Gelelim asıl meseleye... Tüm acısına, sancısına, tacizcisine, bitmeyen kabus alış veriş pazarlıkları ve pazarlık yorgunluklarına rağmen Sharm'da öyle bir deniz var ki her şeye fazlasıyla değer.


Vaktim ve param olsa her ay 3-4 günlüğüne oraya gider ve karanın bende açtığı yaraları denizde, daha doğrusu deniz altında silerdim. O kadar yani. O kadar güzel. O kadar başka. O kadar şiirsel... Binlerce balık, mercan, deniz bitkisi... Kesinlikle başka bir dünya. Acaba dedim rengarenk balıkların arasında yüzerken, yatay yolculukları bırakıp dikey yolculuklara mı geçmeli?

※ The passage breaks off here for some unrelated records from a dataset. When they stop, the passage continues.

//! Pieces module - tetromino catalog and the clockwise rotation transform
//!
//! Every piece is an occupancy matrix of at most 4x4 cells. Only the spawn
//! orientation is stored; other orientations are derived with [`Shape::rotate_cw`],
//! which maps input cell `(i, j)` of an `R x C` matrix to output cell `(j, R-1-i)`
//! of a `C x R` matrix. Four rotations give back the starting matrix.

use arrayvec::ArrayVec;

use crate::types::{PieceKind, BOARD_WIDTH};

/// Largest matrix side supported by [`Shape`].
pub const MAX_SHAPE_SIDE: u8 = 4;

/// Offset of a single occupied cell relative to the piece anchor: `(dx, dy)`.
pub type CellOffset = (i8, i8);

/// Occupied offsets of a shape, top-to-bottom then left-to-right.
pub type ShapeCells = ArrayVec<CellOffset, 16>;

/// Rectangular occupancy matrix, stored as a row-major bitset.
#[derive(Debug, Clone, Copy, PartialEq, Eq, Hash)]
pub struct Shape {
    rows: u8,
    cols: u8,
    bits: u16,
}

impl Shape {
    /// Build a shape from rows of `0`/`1`.
    ///
    /// Panics if the matrix is empty, ragged, or larger than 4x4. Shapes come from
    /// the static catalog, so this is a programming error rather than input error.
    pub fn from_rows(rows: &[&[u8]]) -> Self {
        let r = rows.len();
        assert!(r > 0 && r <= MAX_SHAPE_SIDE as usize, "shape height out of range");
        let c = rows[0].len();
        assert!(c > 0 && c <= MAX_SHAPE_SIDE as usize, "shape width out of range");

        let mut shape = Shape {
            rows: r as u8,
            cols: c as u8,
            bits: 0,
        };
        for (i, row) in rows.iter().enumerate() {
            assert_eq!(row.len(), c, "ragged shape matrix");
            for (j, &v) in row.iter().enumerate() {
                if v != 0 {
                    shape.set(i as u8, j as u8);
                }
            }
        }
        shape
    }

    #[inline(always)]
    fn bit(row: u8, col: u8) -> u16 {
        1 << (row * MAX_SHAPE_SIDE + col)
    }

    fn set(&mut self, row: u8, col: u8) {
        self.bits |= Self::bit(row, col);
    }

    /// Number of matrix rows.
    pub fn rows(&self) -> u8 {
        self.rows
    }

    /// Number of matrix columns.
    pub fn cols(&self) -> u8 {
        self.cols
    }

    /// Whether matrix cell `(row, col)` is occupied. Out-of-range cells are empty.
    pub fn is_filled(&self, row: u8, col: u8) -> bool {
        row < self.rows && col < self.cols && self.bits & Self::bit(row, col) != 0
    }

    /// Occupied cells as `(dx, dy)` offsets from the anchor.
    pub fn cells(&self) -> ShapeCells {
        let mut out = ShapeCells::new();
        for row in 0..self.rows {
            for col in 0..self.cols {
                if self.is_filled(row, col) {
                    out.push((col as i8, row as i8));
                }
            }
        }
        out
    }

    pub fn cell_count(&self) -> u32 {
        self.bits.count_ones()
    }

    /// Index of the lowest matrix row holding an occupied cell.
    pub fn lowest_filled_row(&self) -> u8 {
        (0..self.rows)
            .rev()
            .find(|&row| (0..self.cols).any(|col| self.is_filled(row, col)))
            .unwrap_or(0)
    }

    /// Rotate the whole matrix 90° clockwise.
    pub fn rotate_cw(&self) -> Shape {
        let mut out = Shape {
            rows: self.cols,
            cols: self.rows,
            bits: 0,
        };
        for i in 0..self.rows {
            for j in 0..self.cols {
                if self.is_filled(i, j) {
                    out.set(j, self.rows - 1 - i);
                }
            }
        }
        out
    }

    /// Anchor that centers the shape horizontally and puts its lowest occupied
    /// row on board row 0. Rows above it hang off the top of the board.
    pub fn spawn_anchor(&self) -> (i8, i8) {
        let x = (BOARD_WIDTH.saturating_sub(self.cols) / 2) as i8;
        let y = -(self.lowest_filled_row() as i8);
        (x, y)
    }
}

/// Spawn-orientation matrix for a piece kind.
pub fn canonical_shape(kind: PieceKind) -> Shape {
    match kind {
        PieceKind::I => Shape::from_rows(&[&[1, 1, 1, 1]]),
        PieceKind::O => Shape::from_rows(&[&[1, 1], &[1, 1]]),
        PieceKind::T => Shape::from_rows(&[&[0, 1, 0], &[1, 1, 1]]),
        PieceKind::S => Shape::from_rows(&[&[0, 1, 1], &[1, 1, 0]]),
        PieceKind::Z => Shape::from_rows(&[&[1, 1, 0], &[0, 1, 1]]),
        PieceKind::J => Shape::from_rows(&[&[1, 0, 0], &[1, 1, 1]]),
        PieceKind::L => Shape::from_rows(&[&[0, 0, 1], &[1, 1, 1]]),
    }
}

/// Shape after `turns` clockwise rotations from the spawn orientation.
pub fn get_shape(kind: PieceKind, turns: u8) -> Shape {
    let mut shape = canonical_shape(kind);
    for _ in 0..turns % 4 {
        shape = shape.rotate_cw();
    }
    shape
}
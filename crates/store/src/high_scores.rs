//! Best-score lists, one per difficulty.
//!
//! Each list is sorted by descending score and capped at [`MAX_HIGH_SCORES`].
//! Among equal scores the older entry ranks first.

use blockfall_types::{Difficulty, MAX_HIGH_SCORES};
use chrono::{DateTime, Utc};
use serde::{Deserialize, Serialize};

/// One finished game.
#[derive(Debug, Clone, PartialEq, Eq, Serialize, Deserialize)]
pub struct ScoreEntry {
    pub score: u32,
    #[serde(default)]
    pub level: u32,
    #[serde(default)]
    pub lines: u32,
    /// When the game ended (RFC 3339, UTC).
    #[serde(alias = "date")]
    pub timestamp: DateTime<Utc>,
}

impl ScoreEntry {
    /// Entry stamped with the current time.
    pub fn new(score: u32, level: u32, lines: u32) -> Self {
        Self::at(score, level, lines, Utc::now())
    }

    pub fn at(score: u32, level: u32, lines: u32, timestamp: DateTime<Utc>) -> Self {
        Self {
            score,
            level,
            lines,
            timestamp,
        }
    }
}

#[derive(Debug, Clone, Default, PartialEq, Eq, Serialize, Deserialize)]
#[serde(default)]
pub struct HighScores {
    easy: Vec<ScoreEntry>,
    medium: Vec<ScoreEntry>,
    hard: Vec<ScoreEntry>,
}

impl HighScores {
    pub fn new() -> Self {
        Self::default()
    }

    fn list(&self, difficulty: Difficulty) -> &Vec<ScoreEntry> {
        match difficulty {
            Difficulty::Easy => &self.easy,
            Difficulty::Medium => &self.medium,
            Difficulty::Hard => &self.hard,
        }
    }

    fn list_mut(&mut self, difficulty: Difficulty) -> &mut Vec<ScoreEntry> {
        match difficulty {
            Difficulty::Easy => &mut self.easy,
            Difficulty::Medium => &mut self.medium,
            Difficulty::Hard => &mut self.hard,
        }
    }

    /// Add `entry` and return its 0-based rank, or `None` if it did not make the list.
    pub fn insert(&mut self, difficulty: Difficulty, entry: ScoreEntry) -> Option<usize> {
        let list = self.list_mut(difficulty);
        let rank = list.partition_point(|e| e.score >= entry.score);
        if rank >= MAX_HIGH_SCORES {
            return None;
        }
        list.insert(rank, entry);
        list.truncate(MAX_HIGH_SCORES);
        Some(rank)
    }

    /// Entries for `difficulty`, best first.
    pub fn top(&self, difficulty: Difficulty) -> &[ScoreEntry] {
        self.list(difficulty)
    }

    pub fn best(&self, difficulty: Difficulty) -> Option<u32> {
        self.list(difficulty).first().map(|e| e.score)
    }

    /// Whether `score` would be kept by [`HighScores::insert`].
    pub fn qualifies(&self, difficulty: Difficulty, score: u32) -> bool {
        let list = self.list(difficulty);
        list.len() < MAX_HIGH_SCORES || list.last().is_some_and(|e| score > e.score)
    }

    pub fn clear(&mut self) {
        for difficulty in Difficulty::ALL {
            self.list_mut(difficulty).clear();
        }
    }

    pub fn is_empty(&self) -> bool {
        Difficulty::ALL.iter().all(|&d| self.list(d).is_empty())
    }

    /// Restore ordering and caps on data read from disk.
    pub(crate) fn normalize(&mut self) {
        for difficulty in Difficulty::ALL {
            let list = self.list_mut(difficulty);
            // Stable, so equal scores keep file order.
            list.sort_by(|a, b| b.score.cmp(&a.score));
            list.truncate(MAX_HIGH_SCORES);
        }
    }
}
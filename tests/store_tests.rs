use std::fs;

use blockfall::store::{HighScores, ScoreEntry, ScoreStore, StoreError};
use blockfall::types::{Difficulty, MAX_HIGH_SCORES};

fn store_in(dir: &tempfile::TempDir) -> ScoreStore {
    ScoreStore::new(dir.path().join("scores").join("high-scores.json"))
}

#[test]
fn saved_file_has_one_list_per_difficulty() {
    let dir = tempfile::tempdir().unwrap();
    let store = store_in(&dir);
    assert_eq!(store.record(Difficulty::Hard, ScoreEntry::new(900, 3, 14)).unwrap(), Some(0));

    let raw: serde_json::Value =
        serde_json::from_str(&fs::read_to_string(store.path()).unwrap()).unwrap();
    assert!(raw["easy"].as_array().unwrap().is_empty());
    assert!(raw["medium"].as_array().unwrap().is_empty());

    let hard = &raw["hard"][0];
    assert_eq!(hard["score"], 900);
    assert_eq!(hard["level"], 3);
    assert_eq!(hard["lines"], 14);
    assert!(hard["timestamp"].is_string());

    // The temporary file never outlives a save.
    assert!(!store.path().with_extension("json.tmp").exists());
}

#[test]
fn reads_files_that_use_date_field_and_unsorted_lists() {
    let dir = tempfile::tempdir().unwrap();
    let store = store_in(&dir);
    fs::create_dir_all(store.path().parent().unwrap()).unwrap();
    fs::write(
        store.path(),
        r#"{
            "easy": [
                {"score": 100, "level": 1, "lines": 2, "date": "2024-03-01T10:00:00Z"},
                {"score": 700, "level": 2, "lines": 11, "date": "2024-03-02T10:00:00Z"}
            ]
        }"#,
    )
    .unwrap();

    let scores = store.load().unwrap();
    let easy: Vec<u32> = scores.top(Difficulty::Easy).iter().map(|e| e.score).collect();
    assert_eq!(easy, vec![700, 100]);
    assert!(scores.top(Difficulty::Medium).is_empty());
    assert_eq!(scores.best(Difficulty::Easy), Some(700));
}

#[test]
fn record_ranks_and_caps_the_list() {
    let dir = tempfile::tempdir().unwrap();
    let store = store_in(&dir);
    for score in (1..=MAX_HIGH_SCORES as u32).map(|n| n * 100) {
        assert!(store.record(Difficulty::Medium, ScoreEntry::new(score, 1, 0)).unwrap().is_some());
    }

    // Too low to make the list: nothing changes on disk.
    let before = fs::read_to_string(store.path()).unwrap();
    assert_eq!(store.record(Difficulty::Medium, ScoreEntry::new(50, 1, 0)).unwrap(), None);
    assert_eq!(fs::read_to_string(store.path()).unwrap(), before);

    assert_eq!(store.record(Difficulty::Medium, ScoreEntry::new(550, 2, 5)).unwrap(), Some(5));
    let scores = store.load().unwrap();
    let medium = scores.top(Difficulty::Medium);
    assert_eq!(medium.len(), MAX_HIGH_SCORES);
    assert_eq!(medium.first().map(|e| e.score), Some(1000));
    assert_eq!(medium.last().map(|e| e.score), Some(200));
    assert!(!scores.qualifies(Difficulty::Medium, 200));
    assert!(scores.qualifies(Difficulty::Medium, 201));
    assert!(scores.qualifies(Difficulty::Easy, 0));
}

#[test]
fn clear_removes_everything() {
    let dir = tempfile::tempdir().unwrap();
    let store = store_in(&dir);
    store.clear().unwrap();

    store.record(Difficulty::Easy, ScoreEntry::new(10, 1, 0)).unwrap();
    assert!(store.path().exists());
    store.clear().unwrap();
    assert!(!store.path().exists());
    assert_eq!(store.load().unwrap(), HighScores::default());
}

#[test]
fn malformed_file_is_reported_and_left_alone() {
    let dir = tempfile::tempdir().unwrap();
    let store = store_in(&dir);
    fs::create_dir_all(store.path().parent().unwrap()).unwrap();
    fs::write(store.path(), "not json").unwrap();

    assert!(matches!(store.load(), Err(StoreError::Parse { .. })));
    assert!(store.record(Difficulty::Easy, ScoreEntry::new(10, 1, 0)).is_err());
    assert_eq!(fs::read_to_string(store.path()).unwrap(), "not json");
}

Dünyanın en meşhur deniz altı ulusal parklarından Ras Muhammed'e tekne turu alıyoruz. Şnorkel ile yüzmek yeterince harika, ama ya dahası da varsa? Böylece 'ilk'ler listeme bir de scuba diving ekleniyor. Dalgıç kıyafetinin içine ittir kaktır sığışmayı başarıyorum. Fermuarı kapatmak için erkek kuvvetine ihtiyaç duymak biraz gurur kırıcı oldu tabii. Fermuar kapalı ama ben de tam bir balina oldum! Doğal olarak resim filan yok:)

Dalmak tuhaf bir deneyimdi. Bir metre ya indim ya inmedim aşağıya, kulağım ağrımaya başladı. Hoca elimden tutmuş dibe çekiyo, ben kulağım ağrımaya başladı diye işaret edip direniyorum. Hoca sanıyor korktum. Hey Allaaammm ya. Kork-mu-yo-rum. Kulağım ağrıyo! Bir şekil 4.5 metreye inebildim. Bir şekilden kastım, hoca elimi bıraktı, sırtıma çıktı. Aşağıya aşağıya bastırıyor. Bu arada kafama tüp düşüp çarpıyor filan:) Yutkun, kulaktan hava üflemeye çalış. Ne balık gördüm ne bişey. Kafamda bir ağrıyla çıktım sudan. Daldım mı daldım:) Ama biraz ilginç oldu bu dalış. Dönünce soruşturdum ki aynen tahmin ettiğim gibi burnumdan ameliyat olduğum için ekstra basınç hissetmiş olmam normalmiş. Bi yol bulunacak, o kulaklar açılacak ve suyun altına doğru düzgün dalınacak.

Mercanlar ciddi koruma altında. Ellemek kesinlikle yasak, çok ciddi cezalar uygulanıyor. Binlerce yılda oluşan mercana dokunmak mercanın sonu demek. Ve evet, itiraf ediyorum ben mercan katili oldum. Bir dalga... Hoppp... Pansiyon mercana oturur.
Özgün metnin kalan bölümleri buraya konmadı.